The cabin gets mixed reviews, however. On the plus side, the Encore offers easy entry and exit, and its seats are comfortable. The mixed leather / cloth seating surfaces feel good to the touch and have a tasteful appearance. Same goes for the leather-wrapped steering wheel and gear shifter and most of the knobs, switches and buttons on the dash and centre stack. While some of the harder trim materials aren’t the most luxurious, they (piano black, satin finish plastics) at least look good.
On the downside, the Encore’s confines are cramped. Don’t get me wrong, my head doesn’t touch the headliner and I’m able to find a good driving position that allows for the proper extension of my legs, but generally there’s a feeling of everything being a bit too close: the dash, the opposing door skin, the space between the A-pillars. There just isn’t a great deal of room here, a feeling that’s really driven home in the back seat and cargo area. Yes, the rear seatbacks fold down, but it doesn’t make the Encore feel much bigger.
The blanks in the centre console where buttons for heated / cooled seats and a heated steering wheel would be is also a bit disappointing for a (near) luxury vehicle with $5,000 worth of options and an MSRP approaching $40,000.
On the road
Despite a cramped interior, the Encore is pleasing enough to drive. The upgraded 1.4-litre turbo really is the way to go, but it doesn’t offer a great deal of power, nor is it very quick unless the throttle is mashed. A manual mode (+ / -) on the shifter allows for manual shifting but I didn’t mess with it much as it doesn’t impact the driving experience in a meaningful way. For normal driving situations, however, the uprated 1.4L turbo is adequate, although like other GM cars I’ve driven of late, it didn’t return a sparkling average fuel consumption number (11.1 L / 100km).
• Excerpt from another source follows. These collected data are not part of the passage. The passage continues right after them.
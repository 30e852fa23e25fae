use std::time::Instant;

use futures::stream::{self, StreamExt};
use tracing::{debug, error};

use crate::error::PipelineError;
use crate::metrics_consts::{IDENTIFIERS_WRITTEN, WRITE_BATCHES, WRITE_BATCH_TIME};
use crate::retry::{retry_store_call, RetryPolicy};
use crate::store::{IdentifierStore, SharedStore};
use crate::types::{Batches, Identifier};

/// Records new identifiers in the store, in bounded batches with a cap on in-flight writes.
pub struct PersistenceWriter {
    store: SharedStore,
    batch_size: usize,
    max_concurrency: usize,
    retry_policy: RetryPolicy,
}

impl PersistenceWriter {
    pub fn new(
        store: SharedStore,
        batch_size: usize,
        max_concurrency: usize,
        retry_policy: RetryPolicy,
    ) -> Self {
        Self {
            store,
            batch_size: batch_size.max(1),
            max_concurrency: max_concurrency.max(1),
            retry_policy,
        }
    }

    /// Insert every identifier, returning how many were written.
    ///
    /// Each batch is retried on retryable faults up to the policy's attempt limit. The first
    /// batch that still fails stops the call: no further batches are started and in-flight ones
    /// are dropped. Batches committed before that stay committed.
    pub async fn persist(&self, ids: &[Identifier]) -> Result<usize, PipelineError> {
        let batches = Batches::new(ids, self.batch_size);
        let mut writes = stream::iter(0..batches.len())
            .map(move |index| self.write(index, batches.get(index)))
            .buffer_unordered(self.max_concurrency);

        let mut written = 0;
        while let Some(result) = writes.next().await {
            written += result?;
        }

        debug!(written, "persisted new identifiers");
        Ok(written)
    }

    async fn write(&self, index: usize, items: &[Identifier]) -> Result<usize, PipelineError> {
        let start = Instant::now();
        let store: &(dyn IdentifierStore + Send + Sync) = self.store.as_ref();

        let result = retry_store_call(&self.retry_policy, "persisting", index, move || {
            store.batch_insert(items)
        })
        .await;
        metrics::histogram!(WRITE_BATCH_TIME).record(start.elapsed().as_secs_f64());

        match result {
            Ok(()) => {
                metrics::counter!(WRITE_BATCHES, "result" => "success").increment(1);
                metrics::counter!(IDENTIFIERS_WRITTEN).increment(items.len() as u64);
                Ok(items.len())
            }
            Err(exhausted) => {
                metrics::counter!(WRITE_BATCHES, "result" => "failed").increment(1);
                error!(
                    stage = "persisting",
                    batch = index,
                    attempts = exhausted.attempts,
                    "batch write failed: {}",
                    exhausted.error
                );
                Err(PipelineError::Write {
                    batch: index,
                    attempts: exhausted.attempts,
                    source: exhausted.error,
                })
            }
        }
    }
}
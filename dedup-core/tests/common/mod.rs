#![allow(dead_code)]

use std::collections::{HashMap, HashSet};
use std::sync::atomic::{AtomicUsize, Ordering};
use std::sync::{Arc, Mutex};
use std::time::Duration;

use async_trait::async_trait;
use dedup_core::{Cell, Identifier, IdentifierStore, MemoryStore, StoreError};

pub fn id(value: f64) -> Identifier {
    Identifier::new(value).unwrap()
}

pub fn ids(values: impl IntoIterator<Item = u32>) -> Vec<Identifier> {
    values.into_iter().map(|v| id(f64::from(v))).collect()
}

pub fn rows(values: &[&[&str]]) -> Vec<Vec<Cell>> {
    values
        .iter()
        .map(|row| row.iter().map(|v| Cell::from(*v)).collect())
        .collect()
}

/// One identifier per row.
pub fn column(values: impl IntoIterator<Item = u32>) -> Vec<Vec<Cell>> {
    values
        .into_iter()
        .map(|v| vec![Cell::Number(f64::from(v))])
        .collect()
}

#[derive(Clone, Copy, Debug)]
pub enum Fault {
    Retryable,
    Fatal,
}

impl Fault {
    fn error(self) -> StoreError {
        match self {
            Fault::Retryable => StoreError::Retryable("throttled".to_owned()),
            Fault::Fatal => StoreError::Fatal("rejected".to_owned()),
        }
    }
}

/// Wraps a [`MemoryStore`] and fails chosen calls, counted from zero per operation.
#[derive(Clone, Default)]
pub struct FaultyStore {
    pub inner: MemoryStore,
    lookup_faults: Arc<Mutex<HashMap<usize, Fault>>>,
    insert_faults: Arc<Mutex<HashMap<usize, Fault>>>,
    lookups: Arc<AtomicUsize>,
    inserts: Arc<AtomicUsize>,
}

impl FaultyStore {
    pub fn new(inner: MemoryStore) -> Self {
        Self {
            inner,
            ..Self::default()
        }
    }

    pub fn fail_lookup(self, call: usize, fault: Fault) -> Self {
        self.lookup_faults.lock().unwrap().insert(call, fault);
        self
    }

    pub fn fail_insert(self, call: usize, fault: Fault) -> Self {
        self.insert_faults.lock().unwrap().insert(call, fault);
        self
    }

    pub fn insert_attempts(&self) -> usize {
        self.inserts.load(Ordering::SeqCst)
    }
}

#[async_trait]
impl IdentifierStore for FaultyStore {
    async fn batch_exists(&self, keys: &[Identifier]) -> Result<HashSet<Identifier>, StoreError> {
        let call = self.lookups.fetch_add(1, Ordering::SeqCst);
        let fault = self.lookup_faults.lock().unwrap().get(&call).copied();
        if let Some(fault) = fault {
            return Err(fault.error());
        }
        self.inner.batch_exists(keys).await
    }

    async fn batch_insert(&self, items: &[Identifier]) -> Result<(), StoreError> {
        let call = self.inserts.fetch_add(1, Ordering::SeqCst);
        let fault = self.insert_faults.lock().unwrap().get(&call).copied();
        if let Some(fault) = fault {
            return Err(fault.error());
        }
        self.inner.batch_insert(items).await
    }
}

/// Holds every call open for a moment and records the peak number of calls in flight.
#[derive(Clone, Default)]
pub struct SlowStore {
    pub inner: MemoryStore,
    in_flight: Arc<AtomicUsize>,
    peak_lookups: Arc<AtomicUsize>,
    peak_inserts: Arc<AtomicUsize>,
}

impl SlowStore {
    pub fn peak_lookups(&self) -> usize {
        self.peak_lookups.load(Ordering::SeqCst)
    }

    pub fn peak_inserts(&self) -> usize {
        self.peak_inserts.load(Ordering::SeqCst)
    }

    async fn hold(&self, peak: &AtomicUsize) {
        let now = self.in_flight.fetch_add(1, Ordering::SeqCst) + 1;
        peak.fetch_max(now, Ordering::SeqCst);
        tokio::time::sleep(Duration::from_millis(5)).await;
        self.in_flight.fetch_sub(1, Ordering::SeqCst);
    }
}

#[async_trait]
impl IdentifierStore for SlowStore {
    async fn batch_exists(&self, keys: &[Identifier]) -> Result<HashSet<Identifier>, StoreError> {
        self.hold(&self.peak_lookups).await;
        self.inner.batch_exists(keys).await
    }

    async fn batch_insert(&self, items: &[Identifier]) -> Result<(), StoreError> {
        self.hold(&self.peak_inserts).await;
        self.inner.batch_insert(items).await
    }
}

/// Never answers.
pub struct HangingStore;

#[async_trait]
impl IdentifierStore for HangingStore {
    async fn batch_exists(&self, _keys: &[Identifier]) -> Result<HashSet<Identifier>, StoreError> {
        std::future::pending().await
    }

    async fn batch_insert(&self, _items: &[Identifier]) -> Result<(), StoreError> {
        std::future::pending().await
    }
}
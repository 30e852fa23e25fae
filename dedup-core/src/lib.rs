pub mod config;
pub mod error;
pub mod extract;
pub mod metrics_consts;
pub mod output;
pub mod parse;
pub mod partition;
pub mod pipeline;
pub mod resolver;
pub mod retry;
pub mod store;
pub mod types;
pub mod writer;

pub use config::PipelineConfig;
pub use error::PipelineError;
pub use extract::{extract_candidates, Cell};
pub use output::{OutputFile, OutputFormat, OutputLabel, OutputWriter};
pub use parse::{parse_rows, InputFormat, ParseError};
pub use pipeline::{OutputMode, Outcome, Outputs, Pipeline, Report, Stage};
pub use store::{IdentifierStore, MemoryStore, PgStore, SharedStore, StoreError};
pub use types::Identifier;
The Encore is a pleasant vehicle to cruise around in however, thanks to a comfortable, well-sorted ride and a quiet cabin. The latter is due to the presence of Buick QuietTuning technology with Active Noise Cancellation that brings sound insulation features to the table such as triple door seals, acoustic laminated windshield and front side window glass. All do a fine job of generally keeping outside noise outside.
In sum, it’s not hard to see why the Encore is so appealing. It’s handsomely styled, comes with a decent level of content for money, and costs less than offerings from other premium brands. For consumers, these factors seem to outweigh the negatives of a cramped interior, so-so performance and subpar fuel efficiency.
One thing seems certain: Buick’s fortunes moving forward, in North America at least, will be closely linked to that of the Encore.